What is needed is an exact copy of the lines in the listing below, from the one with "let mut bytes = Vec::new();" up to and including the one with "for name in", with no other lines.

------------------------------

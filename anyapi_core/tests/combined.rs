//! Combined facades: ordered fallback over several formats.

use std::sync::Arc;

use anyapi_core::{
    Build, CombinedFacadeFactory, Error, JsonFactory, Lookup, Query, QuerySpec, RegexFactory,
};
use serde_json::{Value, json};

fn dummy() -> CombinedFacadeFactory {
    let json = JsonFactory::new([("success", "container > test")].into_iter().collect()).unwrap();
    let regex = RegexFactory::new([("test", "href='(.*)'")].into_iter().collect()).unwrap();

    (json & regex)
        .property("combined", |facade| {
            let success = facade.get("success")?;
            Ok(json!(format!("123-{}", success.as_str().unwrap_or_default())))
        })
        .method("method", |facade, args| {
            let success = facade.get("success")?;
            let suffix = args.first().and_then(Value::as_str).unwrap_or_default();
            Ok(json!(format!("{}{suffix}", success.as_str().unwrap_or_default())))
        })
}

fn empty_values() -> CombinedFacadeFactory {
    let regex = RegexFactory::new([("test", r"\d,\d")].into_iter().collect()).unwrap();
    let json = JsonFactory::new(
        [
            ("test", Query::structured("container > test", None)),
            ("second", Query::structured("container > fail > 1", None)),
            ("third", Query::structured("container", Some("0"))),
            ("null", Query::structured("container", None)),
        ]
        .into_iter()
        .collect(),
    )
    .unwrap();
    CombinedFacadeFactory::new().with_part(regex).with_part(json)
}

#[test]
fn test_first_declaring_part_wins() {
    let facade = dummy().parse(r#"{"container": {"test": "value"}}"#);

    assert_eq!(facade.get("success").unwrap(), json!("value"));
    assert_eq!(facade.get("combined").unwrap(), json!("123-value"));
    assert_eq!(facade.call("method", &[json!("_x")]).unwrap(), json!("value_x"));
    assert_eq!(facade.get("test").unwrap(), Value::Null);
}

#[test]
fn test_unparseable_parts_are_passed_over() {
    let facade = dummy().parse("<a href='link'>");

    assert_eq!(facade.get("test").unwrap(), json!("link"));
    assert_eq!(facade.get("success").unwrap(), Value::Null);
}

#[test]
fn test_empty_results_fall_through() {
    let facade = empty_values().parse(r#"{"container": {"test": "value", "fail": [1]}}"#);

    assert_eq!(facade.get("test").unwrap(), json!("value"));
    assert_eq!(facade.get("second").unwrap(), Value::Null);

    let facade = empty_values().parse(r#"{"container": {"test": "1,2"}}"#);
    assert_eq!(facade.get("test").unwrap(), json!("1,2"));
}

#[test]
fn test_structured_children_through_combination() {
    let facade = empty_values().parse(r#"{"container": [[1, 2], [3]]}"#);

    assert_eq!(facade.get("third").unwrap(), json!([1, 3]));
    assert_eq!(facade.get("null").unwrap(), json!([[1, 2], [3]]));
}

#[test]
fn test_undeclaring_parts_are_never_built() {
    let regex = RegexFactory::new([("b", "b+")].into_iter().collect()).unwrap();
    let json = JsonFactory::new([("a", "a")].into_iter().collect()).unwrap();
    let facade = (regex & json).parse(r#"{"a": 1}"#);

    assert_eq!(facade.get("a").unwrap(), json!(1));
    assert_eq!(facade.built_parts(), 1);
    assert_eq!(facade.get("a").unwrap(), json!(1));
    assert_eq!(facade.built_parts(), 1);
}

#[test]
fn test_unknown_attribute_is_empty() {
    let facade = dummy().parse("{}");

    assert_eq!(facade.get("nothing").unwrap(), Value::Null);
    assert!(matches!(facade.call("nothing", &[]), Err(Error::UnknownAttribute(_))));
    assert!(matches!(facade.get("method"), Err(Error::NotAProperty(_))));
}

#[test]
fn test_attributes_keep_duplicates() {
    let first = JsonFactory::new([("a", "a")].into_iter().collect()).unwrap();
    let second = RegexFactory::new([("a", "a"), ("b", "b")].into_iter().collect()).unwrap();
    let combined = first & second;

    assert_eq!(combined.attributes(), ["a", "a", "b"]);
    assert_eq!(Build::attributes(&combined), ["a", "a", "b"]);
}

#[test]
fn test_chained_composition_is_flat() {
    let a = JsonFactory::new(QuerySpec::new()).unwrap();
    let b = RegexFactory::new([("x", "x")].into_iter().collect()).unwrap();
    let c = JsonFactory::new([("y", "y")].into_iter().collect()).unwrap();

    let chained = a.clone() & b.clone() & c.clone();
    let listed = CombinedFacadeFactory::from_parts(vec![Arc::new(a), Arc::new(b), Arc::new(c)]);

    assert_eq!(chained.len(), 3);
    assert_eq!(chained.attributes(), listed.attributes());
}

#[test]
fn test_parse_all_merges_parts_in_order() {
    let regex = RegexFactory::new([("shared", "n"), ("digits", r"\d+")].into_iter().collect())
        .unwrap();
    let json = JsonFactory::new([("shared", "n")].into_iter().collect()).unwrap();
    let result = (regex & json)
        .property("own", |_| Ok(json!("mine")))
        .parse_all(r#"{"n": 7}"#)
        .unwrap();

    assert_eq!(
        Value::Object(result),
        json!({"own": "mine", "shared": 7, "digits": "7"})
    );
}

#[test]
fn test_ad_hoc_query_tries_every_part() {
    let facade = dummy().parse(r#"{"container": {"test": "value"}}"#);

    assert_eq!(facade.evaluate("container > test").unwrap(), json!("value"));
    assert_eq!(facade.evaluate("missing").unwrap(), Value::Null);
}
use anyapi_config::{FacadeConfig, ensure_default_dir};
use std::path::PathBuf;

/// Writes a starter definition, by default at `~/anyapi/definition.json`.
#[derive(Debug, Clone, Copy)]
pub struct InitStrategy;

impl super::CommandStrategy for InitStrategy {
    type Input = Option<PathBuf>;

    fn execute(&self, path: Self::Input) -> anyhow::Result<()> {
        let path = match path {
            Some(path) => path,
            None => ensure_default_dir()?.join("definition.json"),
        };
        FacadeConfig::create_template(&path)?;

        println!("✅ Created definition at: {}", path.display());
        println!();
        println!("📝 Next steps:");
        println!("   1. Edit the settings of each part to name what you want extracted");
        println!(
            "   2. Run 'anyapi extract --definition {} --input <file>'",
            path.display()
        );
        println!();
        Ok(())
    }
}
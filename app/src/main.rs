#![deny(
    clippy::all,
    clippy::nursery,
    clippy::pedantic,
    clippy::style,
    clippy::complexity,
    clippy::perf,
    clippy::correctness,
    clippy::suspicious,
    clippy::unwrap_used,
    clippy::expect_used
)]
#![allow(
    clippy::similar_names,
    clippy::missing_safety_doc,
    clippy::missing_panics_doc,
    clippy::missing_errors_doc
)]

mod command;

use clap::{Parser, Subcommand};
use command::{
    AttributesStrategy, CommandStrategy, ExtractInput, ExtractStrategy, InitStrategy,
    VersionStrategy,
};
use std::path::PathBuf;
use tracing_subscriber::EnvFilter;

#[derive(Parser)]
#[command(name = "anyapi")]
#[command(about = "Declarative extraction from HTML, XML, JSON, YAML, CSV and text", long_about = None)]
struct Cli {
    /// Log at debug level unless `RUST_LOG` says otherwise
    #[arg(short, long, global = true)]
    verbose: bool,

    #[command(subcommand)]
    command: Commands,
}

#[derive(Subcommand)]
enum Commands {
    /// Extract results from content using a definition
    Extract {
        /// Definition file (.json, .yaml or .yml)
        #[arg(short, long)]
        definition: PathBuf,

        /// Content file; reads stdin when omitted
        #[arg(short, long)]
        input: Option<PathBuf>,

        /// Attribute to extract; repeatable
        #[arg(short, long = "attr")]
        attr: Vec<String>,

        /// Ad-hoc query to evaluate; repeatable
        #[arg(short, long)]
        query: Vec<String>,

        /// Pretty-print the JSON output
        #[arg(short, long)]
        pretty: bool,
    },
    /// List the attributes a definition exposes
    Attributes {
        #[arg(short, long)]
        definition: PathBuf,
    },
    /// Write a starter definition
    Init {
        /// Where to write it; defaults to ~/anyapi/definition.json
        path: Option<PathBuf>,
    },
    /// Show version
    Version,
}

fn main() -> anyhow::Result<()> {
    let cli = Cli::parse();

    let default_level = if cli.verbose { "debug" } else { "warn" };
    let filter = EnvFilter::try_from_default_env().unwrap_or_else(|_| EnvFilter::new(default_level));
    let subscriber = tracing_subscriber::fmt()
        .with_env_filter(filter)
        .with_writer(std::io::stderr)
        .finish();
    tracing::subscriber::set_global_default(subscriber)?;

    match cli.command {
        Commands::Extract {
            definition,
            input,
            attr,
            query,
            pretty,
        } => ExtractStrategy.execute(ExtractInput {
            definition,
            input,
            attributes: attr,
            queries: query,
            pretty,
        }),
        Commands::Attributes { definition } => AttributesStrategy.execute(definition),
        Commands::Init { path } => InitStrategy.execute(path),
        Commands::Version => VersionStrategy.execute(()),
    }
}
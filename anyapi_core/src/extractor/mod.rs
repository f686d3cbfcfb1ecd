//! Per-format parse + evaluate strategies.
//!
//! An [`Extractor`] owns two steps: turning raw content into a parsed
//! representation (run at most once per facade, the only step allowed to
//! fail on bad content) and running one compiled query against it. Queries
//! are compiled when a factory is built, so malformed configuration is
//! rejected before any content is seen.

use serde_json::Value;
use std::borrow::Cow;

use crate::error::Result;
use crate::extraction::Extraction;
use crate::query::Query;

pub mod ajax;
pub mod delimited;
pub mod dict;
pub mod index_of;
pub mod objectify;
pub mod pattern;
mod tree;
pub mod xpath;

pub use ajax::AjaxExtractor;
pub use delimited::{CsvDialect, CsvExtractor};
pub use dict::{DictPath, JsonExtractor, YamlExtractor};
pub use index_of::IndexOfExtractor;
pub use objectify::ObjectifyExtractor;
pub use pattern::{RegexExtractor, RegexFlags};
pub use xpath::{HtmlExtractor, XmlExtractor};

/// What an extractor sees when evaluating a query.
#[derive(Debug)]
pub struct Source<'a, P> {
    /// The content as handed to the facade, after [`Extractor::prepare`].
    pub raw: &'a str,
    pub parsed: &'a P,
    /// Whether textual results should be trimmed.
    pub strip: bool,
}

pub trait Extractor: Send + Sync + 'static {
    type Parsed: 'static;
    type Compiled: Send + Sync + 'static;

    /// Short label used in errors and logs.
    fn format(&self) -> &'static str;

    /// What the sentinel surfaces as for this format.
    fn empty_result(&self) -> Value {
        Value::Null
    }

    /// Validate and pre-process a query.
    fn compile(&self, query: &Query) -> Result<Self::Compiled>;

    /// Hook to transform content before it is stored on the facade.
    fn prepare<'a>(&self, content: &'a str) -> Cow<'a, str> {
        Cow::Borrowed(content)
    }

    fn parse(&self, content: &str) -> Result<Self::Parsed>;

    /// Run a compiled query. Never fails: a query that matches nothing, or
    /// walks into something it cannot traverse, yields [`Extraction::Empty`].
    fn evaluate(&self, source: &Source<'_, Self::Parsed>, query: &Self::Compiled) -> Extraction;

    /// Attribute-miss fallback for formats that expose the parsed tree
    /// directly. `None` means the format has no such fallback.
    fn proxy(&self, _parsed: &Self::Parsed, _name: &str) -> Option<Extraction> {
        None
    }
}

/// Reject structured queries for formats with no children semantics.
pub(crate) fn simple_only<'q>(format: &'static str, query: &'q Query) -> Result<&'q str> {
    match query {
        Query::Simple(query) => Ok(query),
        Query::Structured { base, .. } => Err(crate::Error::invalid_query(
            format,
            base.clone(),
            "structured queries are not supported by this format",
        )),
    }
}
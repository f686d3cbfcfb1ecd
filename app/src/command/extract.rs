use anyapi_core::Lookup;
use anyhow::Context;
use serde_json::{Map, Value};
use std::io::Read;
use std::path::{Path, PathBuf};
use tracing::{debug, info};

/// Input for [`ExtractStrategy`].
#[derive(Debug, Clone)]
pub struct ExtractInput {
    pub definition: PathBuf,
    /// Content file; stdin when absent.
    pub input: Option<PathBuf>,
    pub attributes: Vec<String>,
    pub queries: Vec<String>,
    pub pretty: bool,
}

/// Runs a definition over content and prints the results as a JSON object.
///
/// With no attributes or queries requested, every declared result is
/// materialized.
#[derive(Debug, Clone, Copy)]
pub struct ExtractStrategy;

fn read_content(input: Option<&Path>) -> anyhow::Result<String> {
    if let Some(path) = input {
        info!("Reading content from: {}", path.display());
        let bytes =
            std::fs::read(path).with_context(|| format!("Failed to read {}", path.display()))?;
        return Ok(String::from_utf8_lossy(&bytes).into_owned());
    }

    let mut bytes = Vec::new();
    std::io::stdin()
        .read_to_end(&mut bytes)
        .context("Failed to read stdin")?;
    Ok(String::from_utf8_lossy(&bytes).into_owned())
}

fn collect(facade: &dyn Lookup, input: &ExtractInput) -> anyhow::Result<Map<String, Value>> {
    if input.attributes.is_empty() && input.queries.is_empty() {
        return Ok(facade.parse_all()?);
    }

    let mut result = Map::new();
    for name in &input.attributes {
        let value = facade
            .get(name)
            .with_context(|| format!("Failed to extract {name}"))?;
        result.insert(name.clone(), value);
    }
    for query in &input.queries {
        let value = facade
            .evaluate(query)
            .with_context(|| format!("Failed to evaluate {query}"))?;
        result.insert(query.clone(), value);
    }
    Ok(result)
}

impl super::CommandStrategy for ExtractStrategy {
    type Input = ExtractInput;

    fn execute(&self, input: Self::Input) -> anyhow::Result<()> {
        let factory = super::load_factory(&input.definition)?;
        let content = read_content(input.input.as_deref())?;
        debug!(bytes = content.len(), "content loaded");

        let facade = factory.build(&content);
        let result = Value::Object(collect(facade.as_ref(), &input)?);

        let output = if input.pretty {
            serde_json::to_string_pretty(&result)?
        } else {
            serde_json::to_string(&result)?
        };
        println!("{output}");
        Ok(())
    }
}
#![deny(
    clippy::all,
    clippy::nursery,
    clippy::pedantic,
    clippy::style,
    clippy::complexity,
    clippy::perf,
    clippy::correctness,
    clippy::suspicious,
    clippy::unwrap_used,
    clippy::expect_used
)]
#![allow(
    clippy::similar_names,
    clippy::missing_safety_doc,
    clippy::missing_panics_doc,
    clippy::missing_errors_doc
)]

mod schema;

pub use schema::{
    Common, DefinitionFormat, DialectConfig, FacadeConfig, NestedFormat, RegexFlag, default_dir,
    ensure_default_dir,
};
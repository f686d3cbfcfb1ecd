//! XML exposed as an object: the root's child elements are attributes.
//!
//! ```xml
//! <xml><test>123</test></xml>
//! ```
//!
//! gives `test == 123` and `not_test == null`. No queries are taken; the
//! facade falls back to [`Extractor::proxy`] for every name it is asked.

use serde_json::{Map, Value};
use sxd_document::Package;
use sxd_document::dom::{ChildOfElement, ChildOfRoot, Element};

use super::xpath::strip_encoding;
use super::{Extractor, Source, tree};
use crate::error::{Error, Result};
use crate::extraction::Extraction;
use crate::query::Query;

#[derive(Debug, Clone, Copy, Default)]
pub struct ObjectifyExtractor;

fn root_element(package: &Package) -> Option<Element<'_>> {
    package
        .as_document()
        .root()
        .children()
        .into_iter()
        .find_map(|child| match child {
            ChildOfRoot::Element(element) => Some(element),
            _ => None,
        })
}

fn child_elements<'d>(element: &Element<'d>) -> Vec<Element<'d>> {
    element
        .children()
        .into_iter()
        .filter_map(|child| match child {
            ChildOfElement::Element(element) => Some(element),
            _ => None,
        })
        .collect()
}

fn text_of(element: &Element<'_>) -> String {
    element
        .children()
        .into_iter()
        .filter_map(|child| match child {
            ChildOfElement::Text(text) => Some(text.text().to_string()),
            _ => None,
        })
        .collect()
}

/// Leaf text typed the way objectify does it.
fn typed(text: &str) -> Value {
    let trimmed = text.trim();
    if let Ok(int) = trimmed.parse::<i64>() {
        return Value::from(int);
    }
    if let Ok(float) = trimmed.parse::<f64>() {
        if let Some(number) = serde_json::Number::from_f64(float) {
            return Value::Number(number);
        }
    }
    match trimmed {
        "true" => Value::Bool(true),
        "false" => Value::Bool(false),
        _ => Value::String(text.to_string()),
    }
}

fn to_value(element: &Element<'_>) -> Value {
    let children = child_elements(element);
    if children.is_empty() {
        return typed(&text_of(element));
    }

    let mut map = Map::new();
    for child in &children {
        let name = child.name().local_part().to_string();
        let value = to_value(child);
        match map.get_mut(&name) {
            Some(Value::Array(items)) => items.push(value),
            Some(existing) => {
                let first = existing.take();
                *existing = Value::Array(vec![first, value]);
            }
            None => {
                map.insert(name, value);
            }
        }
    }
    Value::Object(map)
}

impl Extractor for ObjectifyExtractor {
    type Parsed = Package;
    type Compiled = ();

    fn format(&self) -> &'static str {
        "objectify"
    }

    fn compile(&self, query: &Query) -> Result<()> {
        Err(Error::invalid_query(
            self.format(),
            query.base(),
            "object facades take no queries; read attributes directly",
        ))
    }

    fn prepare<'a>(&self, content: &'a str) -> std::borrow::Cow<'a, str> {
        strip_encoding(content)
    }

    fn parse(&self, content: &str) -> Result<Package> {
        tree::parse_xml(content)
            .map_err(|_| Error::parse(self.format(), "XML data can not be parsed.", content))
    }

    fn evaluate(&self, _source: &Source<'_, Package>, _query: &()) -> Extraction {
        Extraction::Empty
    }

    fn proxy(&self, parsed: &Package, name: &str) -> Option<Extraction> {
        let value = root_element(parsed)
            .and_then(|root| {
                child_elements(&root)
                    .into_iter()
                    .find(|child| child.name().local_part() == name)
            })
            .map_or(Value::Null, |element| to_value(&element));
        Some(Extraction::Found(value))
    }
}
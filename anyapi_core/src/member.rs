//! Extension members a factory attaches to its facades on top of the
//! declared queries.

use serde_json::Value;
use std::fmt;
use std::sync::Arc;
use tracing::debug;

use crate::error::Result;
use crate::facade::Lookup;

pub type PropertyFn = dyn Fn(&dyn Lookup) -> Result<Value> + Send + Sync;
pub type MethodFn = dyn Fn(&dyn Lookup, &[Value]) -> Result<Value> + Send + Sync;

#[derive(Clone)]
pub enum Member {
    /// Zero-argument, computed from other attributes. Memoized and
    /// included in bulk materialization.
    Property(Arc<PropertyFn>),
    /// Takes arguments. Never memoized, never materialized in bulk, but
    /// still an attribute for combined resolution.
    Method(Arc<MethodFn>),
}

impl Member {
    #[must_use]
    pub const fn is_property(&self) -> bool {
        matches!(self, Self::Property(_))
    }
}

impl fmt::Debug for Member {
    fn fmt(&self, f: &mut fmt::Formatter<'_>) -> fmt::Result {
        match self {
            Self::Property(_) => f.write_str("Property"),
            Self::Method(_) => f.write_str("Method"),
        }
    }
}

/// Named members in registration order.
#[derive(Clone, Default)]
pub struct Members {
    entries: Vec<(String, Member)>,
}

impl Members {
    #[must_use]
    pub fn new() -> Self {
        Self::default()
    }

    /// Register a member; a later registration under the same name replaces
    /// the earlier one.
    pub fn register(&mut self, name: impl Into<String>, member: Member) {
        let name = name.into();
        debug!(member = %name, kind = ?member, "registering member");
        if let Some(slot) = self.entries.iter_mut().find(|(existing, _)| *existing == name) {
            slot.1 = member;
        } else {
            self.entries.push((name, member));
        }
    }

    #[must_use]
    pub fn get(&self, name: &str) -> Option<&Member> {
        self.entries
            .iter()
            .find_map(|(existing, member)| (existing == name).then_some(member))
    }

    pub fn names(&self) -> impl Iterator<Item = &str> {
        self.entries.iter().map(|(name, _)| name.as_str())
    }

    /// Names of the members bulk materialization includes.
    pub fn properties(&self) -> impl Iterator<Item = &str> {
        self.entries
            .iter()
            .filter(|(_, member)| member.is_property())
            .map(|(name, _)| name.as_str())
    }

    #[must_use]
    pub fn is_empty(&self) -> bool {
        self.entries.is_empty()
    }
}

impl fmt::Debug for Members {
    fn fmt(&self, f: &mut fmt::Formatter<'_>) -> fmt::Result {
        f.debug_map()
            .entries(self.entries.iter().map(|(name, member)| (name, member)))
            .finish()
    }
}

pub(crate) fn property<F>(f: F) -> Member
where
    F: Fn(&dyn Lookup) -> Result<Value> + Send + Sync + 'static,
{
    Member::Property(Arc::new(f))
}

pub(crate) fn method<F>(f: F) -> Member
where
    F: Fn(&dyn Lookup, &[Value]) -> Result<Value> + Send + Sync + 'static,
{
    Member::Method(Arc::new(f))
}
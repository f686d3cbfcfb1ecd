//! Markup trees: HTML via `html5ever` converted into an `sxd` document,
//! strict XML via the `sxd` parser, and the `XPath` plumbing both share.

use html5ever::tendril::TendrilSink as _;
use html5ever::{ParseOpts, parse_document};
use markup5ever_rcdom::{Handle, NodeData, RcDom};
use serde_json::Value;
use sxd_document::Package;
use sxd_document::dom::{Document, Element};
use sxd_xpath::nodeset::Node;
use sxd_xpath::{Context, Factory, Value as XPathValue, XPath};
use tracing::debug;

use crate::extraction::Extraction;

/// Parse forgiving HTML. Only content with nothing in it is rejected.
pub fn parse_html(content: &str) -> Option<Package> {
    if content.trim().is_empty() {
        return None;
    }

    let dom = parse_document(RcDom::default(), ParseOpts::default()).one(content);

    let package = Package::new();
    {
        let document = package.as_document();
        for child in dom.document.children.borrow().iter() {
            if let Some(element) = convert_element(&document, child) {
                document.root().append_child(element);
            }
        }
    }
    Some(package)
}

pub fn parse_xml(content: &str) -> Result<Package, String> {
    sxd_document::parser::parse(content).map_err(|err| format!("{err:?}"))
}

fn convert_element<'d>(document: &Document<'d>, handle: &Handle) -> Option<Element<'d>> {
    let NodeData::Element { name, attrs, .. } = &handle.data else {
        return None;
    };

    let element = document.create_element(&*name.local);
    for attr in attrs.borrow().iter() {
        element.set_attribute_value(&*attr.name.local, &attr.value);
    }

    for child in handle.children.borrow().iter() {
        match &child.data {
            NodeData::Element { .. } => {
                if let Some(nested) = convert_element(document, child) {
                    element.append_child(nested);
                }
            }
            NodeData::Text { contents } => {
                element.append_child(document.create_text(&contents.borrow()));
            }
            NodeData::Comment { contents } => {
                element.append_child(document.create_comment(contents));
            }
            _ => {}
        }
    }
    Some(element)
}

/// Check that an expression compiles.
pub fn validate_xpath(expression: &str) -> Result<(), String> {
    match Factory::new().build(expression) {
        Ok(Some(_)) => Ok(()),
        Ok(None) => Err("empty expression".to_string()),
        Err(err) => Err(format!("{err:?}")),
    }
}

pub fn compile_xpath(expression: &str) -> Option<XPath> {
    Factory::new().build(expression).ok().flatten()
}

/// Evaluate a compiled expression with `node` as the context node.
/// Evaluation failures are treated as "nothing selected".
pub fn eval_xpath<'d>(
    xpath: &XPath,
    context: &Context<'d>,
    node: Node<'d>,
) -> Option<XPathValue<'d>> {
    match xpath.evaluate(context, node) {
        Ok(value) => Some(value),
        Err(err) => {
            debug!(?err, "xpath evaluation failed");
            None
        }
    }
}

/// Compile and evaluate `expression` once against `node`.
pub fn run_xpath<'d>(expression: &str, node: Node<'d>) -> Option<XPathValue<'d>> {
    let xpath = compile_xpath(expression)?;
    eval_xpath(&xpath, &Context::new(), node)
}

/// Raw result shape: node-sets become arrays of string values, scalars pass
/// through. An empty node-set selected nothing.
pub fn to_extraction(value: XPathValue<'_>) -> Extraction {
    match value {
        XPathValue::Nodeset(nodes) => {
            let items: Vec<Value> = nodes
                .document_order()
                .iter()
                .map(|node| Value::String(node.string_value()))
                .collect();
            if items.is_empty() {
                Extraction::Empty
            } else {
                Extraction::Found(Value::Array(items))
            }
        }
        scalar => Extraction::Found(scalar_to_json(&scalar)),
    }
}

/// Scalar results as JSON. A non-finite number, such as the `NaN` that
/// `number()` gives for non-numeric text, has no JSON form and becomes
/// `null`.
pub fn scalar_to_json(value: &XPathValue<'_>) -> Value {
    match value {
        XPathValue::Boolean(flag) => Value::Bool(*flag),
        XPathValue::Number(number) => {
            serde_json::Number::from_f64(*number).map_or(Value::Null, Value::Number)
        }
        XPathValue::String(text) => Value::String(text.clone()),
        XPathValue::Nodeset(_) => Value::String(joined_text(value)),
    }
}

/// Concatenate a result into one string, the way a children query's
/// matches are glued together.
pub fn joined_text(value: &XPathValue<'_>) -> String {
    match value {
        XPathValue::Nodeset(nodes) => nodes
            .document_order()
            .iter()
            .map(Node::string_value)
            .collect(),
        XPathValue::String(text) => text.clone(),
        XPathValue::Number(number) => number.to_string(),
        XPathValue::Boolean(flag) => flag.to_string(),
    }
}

------------------------------

RESPONSE BELOW |
    let mut bytes = Vec::new();
    std::io::stdin()
        .read_to_end(&mut bytes)
        .context("Failed to read stdin")?;
    Ok(String::from_utf8_lossy(&bytes).into_owned())
}

fn collect(facade: &dyn Lookup, input: &ExtractInput) -> anyhow::Result<Map<String, Value>> {
    if input.attributes.is_empty() && input.queries.is_empty() {
        return Ok(facade.parse_all()?);
    }

    let mut result = Map::new();
    for name in &input.attributes {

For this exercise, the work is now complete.